(Stored entries)
========================

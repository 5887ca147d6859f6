use chrono::NaiveDate;
use serde::{Deserialize, Serialize};

/// 订单状态，数据库中以中文字符串存储
#[derive(Debug, Clone, Copy, PartialEq, Eq, Hash, Serialize, Deserialize)]
pub enum OrderStatus {
    #[serde(rename = "待入住")]
    Pending,
    #[serde(rename = "已入住")]
    CheckedIn,
    #[serde(rename = "已退房")]
    CheckedOut,
    #[serde(rename = "已取消")]
    Cancelled,
}

impl OrderStatus {
    pub fn as_str(&self) -> &'static str {
        match self {
            OrderStatus::Pending => "待入住",
            OrderStatus::CheckedIn => "已入住",
            OrderStatus::CheckedOut => "已退房",
            OrderStatus::Cancelled => "已取消",
        }
    }

    pub fn parse(s: &str) -> Option<Self> {
        match s {
            "待入住" => Some(OrderStatus::Pending),
            "已入住" => Some(OrderStatus::CheckedIn),
            "已退房" => Some(OrderStatus::CheckedOut),
            "已取消" => Some(OrderStatus::Cancelled),
            _ => None,
        }
    }

    /// 终态订单不再占用房间，也不可再变更状态
    pub fn is_terminal(&self) -> bool {
        matches!(self, OrderStatus::CheckedOut | OrderStatus::Cancelled)
    }

    /// 状态机转移表：待入住→已入住→已退房；待入住→已取消
    pub fn can_transition(from: OrderStatus, to: OrderStatus) -> bool {
        matches!(
            (from, to),
            (OrderStatus::Pending, OrderStatus::CheckedIn)
                | (OrderStatus::CheckedIn, OrderStatus::CheckedOut)
                | (OrderStatus::Pending, OrderStatus::Cancelled)
        )
    }
}

/// 客房（过夜）/ 休息房（当日）
#[derive(Debug, Clone, Copy, PartialEq, Eq, Hash, Serialize, Deserialize)]
pub enum StayType {
    #[serde(rename = "客房")]
    Overnight,
    #[serde(rename = "休息房")]
    RestRoom,
}

impl StayType {
    pub fn as_str(&self) -> &'static str {
        match self {
            StayType::Overnight => "客房",
            StayType::RestRoom => "休息房",
        }
    }

    pub fn parse(s: &str) -> Option<Self> {
        match s {
            "客房" => Some(StayType::Overnight),
            "休息房" => Some(StayType::RestRoom),
            _ => None,
        }
    }

    /// stay_type 是入住/退房日期的纯函数，不信任客户端传值
    pub fn of_dates(check_in: NaiveDate, check_out: NaiveDate) -> Self {
        if check_in == check_out {
            StayType::RestRoom
        } else {
            StayType::Overnight
        }
    }
}

/// 支付方式，交接班按此分桶
#[derive(Debug, Clone, Copy, PartialEq, Eq, Hash, PartialOrd, Ord, Serialize, Deserialize)]
pub enum PaymentMethod {
    #[serde(rename = "现金")]
    Cash,
    #[serde(rename = "微信")]
    Wechat,
    #[serde(rename = "微邮付")]
    Digital,
    #[serde(rename = "其他")]
    Other,
}

impl PaymentMethod {
    pub const ALL: [PaymentMethod; 4] = [
        PaymentMethod::Cash,
        PaymentMethod::Wechat,
        PaymentMethod::Digital,
        PaymentMethod::Other,
    ];

    pub fn as_str(&self) -> &'static str {
        match self {
            PaymentMethod::Cash => "现金",
            PaymentMethod::Wechat => "微信",
            PaymentMethod::Digital => "微邮付",
            PaymentMethod::Other => "其他",
        }
    }

    pub fn parse(s: &str) -> Option<Self> {
        match s {
            "现金" => Some(PaymentMethod::Cash),
            "微信" => Some(PaymentMethod::Wechat),
            "微邮付" => Some(PaymentMethod::Digital),
            "其他" => Some(PaymentMethod::Other),
            _ => None,
        }
    }

    /// 历史数据中出现过的方式名不规范，统一归入"其他"
    pub fn parse_lossy(s: &str) -> Self {
        Self::parse(s).unwrap_or(PaymentMethod::Other)
    }
}

#[cfg(test)]
mod tests {
    use super::*;

    fn d(s: &str) -> NaiveDate {
        s.parse().unwrap()
    }

    #[test]
    fn test_stay_type_of_dates() {
        assert_eq!(
            StayType::of_dates(d("2025-06-20"), d("2025-06-20")),
            StayType::RestRoom
        );
        assert_eq!(
            StayType::of_dates(d("2025-06-15"), d("2025-06-17")),
            StayType::Overnight
        );
        assert_eq!(
            StayType::of_dates(d("2025-06-15"), d("2025-06-16")),
            StayType::Overnight
        );
    }

    #[test]
    fn test_transition_table() {
        use OrderStatus::*;
        let legal = [(Pending, CheckedIn), (CheckedIn, CheckedOut), (Pending, Cancelled)];
        for from in [Pending, CheckedIn, CheckedOut, Cancelled] {
            for to in [Pending, CheckedIn, CheckedOut, Cancelled] {
                assert_eq!(
                    OrderStatus::can_transition(from, to),
                    legal.contains(&(from, to)),
                    "{from:?} -> {to:?}"
                );
            }
        }
    }

    #[test]
    fn test_status_round_trip() {
        for s in ["待入住", "已入住", "已退房", "已取消"] {
            assert_eq!(OrderStatus::parse(s).unwrap().as_str(), s);
        }
        assert!(OrderStatus::parse("退房中").is_none());
    }

    #[test]
    fn test_payment_method_lossy() {
        assert_eq!(PaymentMethod::parse_lossy("现金"), PaymentMethod::Cash);
        assert_eq!(PaymentMethod::parse_lossy("支付宝"), PaymentMethod::Other);
    }
}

========================

• [WHAT THIS TASK INVOLVES]
Print out all the entries above exactly.

• [SOLVED EXERCISE]
repository 5887ca147d6859f6
use chrono::NaiveDate;
use serde::{Deserialize, Serialize};

/// 订单状态，数据库中以中文字符串存储
#[derive(Debug, Clone, Copy, PartialEq, Eq, Hash, Serialize, Deserialize)]
pub enum OrderStatus {
    #[serde(rename = "待入住")]
    Pending,
    #[serde(rename = "已入住")]
    CheckedIn,
    #[serde(rename = "已退房")]
    CheckedOut,
    #[serde(rename = "已取消")]
    Cancelled,
}

impl OrderStatus {
    pub fn as_str(&self) -> &'static str {
        match self {
            OrderStatus::Pending => "待入住",
            OrderStatus::CheckedIn => "已入住",
            OrderStatus::CheckedOut => "已退房",
            OrderStatus::Cancelled => "已取消",
        }
    }

    pub fn parse(s: &str) -> Option<Self> {
        match s {
            "待入住" => Some(OrderStatus::Pending),
            "已入住" => Some(OrderStatus::CheckedIn),
            "已退房" => Some(OrderStatus::CheckedOut),
            "已取消" => Some(OrderStatus::Cancelled),
            _ => None,
        }
    }

    /// 终态订单不再占用房间，也不可再变更状态
    pub fn is_terminal(&self) -> bool {
        matches!(self, OrderStatus::CheckedOut | OrderStatus::Cancelled)
    }

    /// 状态机转移表：待入住→已入住→已退房；待入住→已取消
    pub fn can_transition(from: OrderStatus, to: OrderStatus) -> bool {
        matches!(
            (from, to),
            (OrderStatus::Pending, OrderStatus::CheckedIn)
                | (OrderStatus::CheckedIn, OrderStatus::CheckedOut)
                | (OrderStatus::Pending, OrderStatus::Cancelled)
        )
    }
}

/// 客房（过夜）/ 休息房（当日）
#[derive(Debug, Clone, Copy, PartialEq, Eq, Hash, Serialize, Deserialize)]
pub enum StayType {
    #[serde(rename = "客房")]
    Overnight,
    #[serde(rename = "休息房")]
    RestRoom,
}

impl StayType {
    pub fn as_str(&self) -> &'static str {
        match self {
            StayType::Overnight => "客房",
            StayType::RestRoom => "休息房",
        }
    }

    pub fn parse(s: &str) -> Option<Self> {
        match s {
            "客房" => Some(StayType::Overnight),
            "休息房" => Some(StayType::RestRoom),
            _ => None,
        }
    }

    /// stay_type 是入住/退房日期的纯函数，不信任客户端传值
    pub fn of_dates(check_in: NaiveDate, check_out: NaiveDate) -> Self {
        if check_in == check_out {
            StayType::RestRoom
        } else {
            StayType::Overnight
        }
    }
}

/// 支付方式，交接班按此分桶
#[derive(Debug, Clone, Copy, PartialEq, Eq, Hash, PartialOrd, Ord, Serialize, Deserialize)]
pub enum PaymentMethod {
    #[serde(rename = "现金")]
    Cash,
    #[serde(rename = "微信")]
    Wechat,
    #[serde(rename = "微邮付")]
    Digital,
    #[serde(rename = "其他")]
    Other,
}

impl PaymentMethod {
    pub const ALL: [PaymentMethod; 4] = [
        PaymentMethod::Cash,
        PaymentMethod::Wechat,
        PaymentMethod::Digital,
        PaymentMethod::Other,
    ];

    pub fn as_str(&self) -> &'static str {
        match self {
            PaymentMethod::Cash => "现金",
            PaymentMethod::Wechat => "微信",
            PaymentMethod::Digital => "微邮付",
            PaymentMethod::Other => "其他",
        }
    }

    pub fn parse(s: &str) -> Option<Self> {
        match s {
            "现金" => Some(PaymentMethod::Cash),
            "微信" => Some(PaymentMethod::Wechat),
            "微邮付" => Some(PaymentMethod::Digital),
            "其他" => Some(PaymentMethod::Other),
            _ => None,
        }
    }

    /// 历史数据中出现过的方式名不规范，统一归入"其他"
    pub fn parse_lossy(s: &str) -> Self {
        Self::parse(s).unwrap_or(PaymentMethod::Other)
    }
}

#[cfg(test)]
mod tests {
    use super::*;

    fn d(s: &str) -> NaiveDate {
        s.parse().unwrap()
    }

    #[test]
    fn test_stay_type_of_dates() {
        assert_eq!(
            StayType::of_dates(d("2025-06-20"), d("2025-06-20")),
            StayType::RestRoom
        );
        assert_eq!(
            StayType::of_dates(d("2025-06-15"), d("2025-06-17")),
            StayType::Overnight
        );
        assert_eq!(
            StayType::of_dates(d("2025-06-15"), d("2025-06-16")),
            StayType::Overnight
        );
    }

    #[test]
    fn test_transition_table() {
        use OrderStatus::*;
        let legal = [(Pending, CheckedIn), (CheckedIn, CheckedOut), (Pending, Cancelled)];
        for from in [Pending, CheckedIn, CheckedOut, Cancelled] {
            for to in [Pending, CheckedIn, CheckedOut, Cancelled] {
                assert_eq!(
                    OrderStatus::can_transition(from, to),
                    legal.contains(&(from, to)),
                    "{from:?} -> {to:?}"
                );
            }
        }
    }

    #[test]
    fn test_status_round_trip() {
        for s in ["待入住", "已入住", "已退房", "已取消"] {
            assert_eq!(OrderStatus::parse(s).unwrap().as_str(), s);
        }
        assert!(OrderStatus::parse("退房中").is_none());
    }

    #[test]
    fn test_payment_method_lossy() {
        assert_eq!(PaymentMethod::parse_lossy("现金"), PaymentMethod::Cash);
        assert_eq!(PaymentMethod::parse_lossy("支付宝"), PaymentMethod::Other);
    }
}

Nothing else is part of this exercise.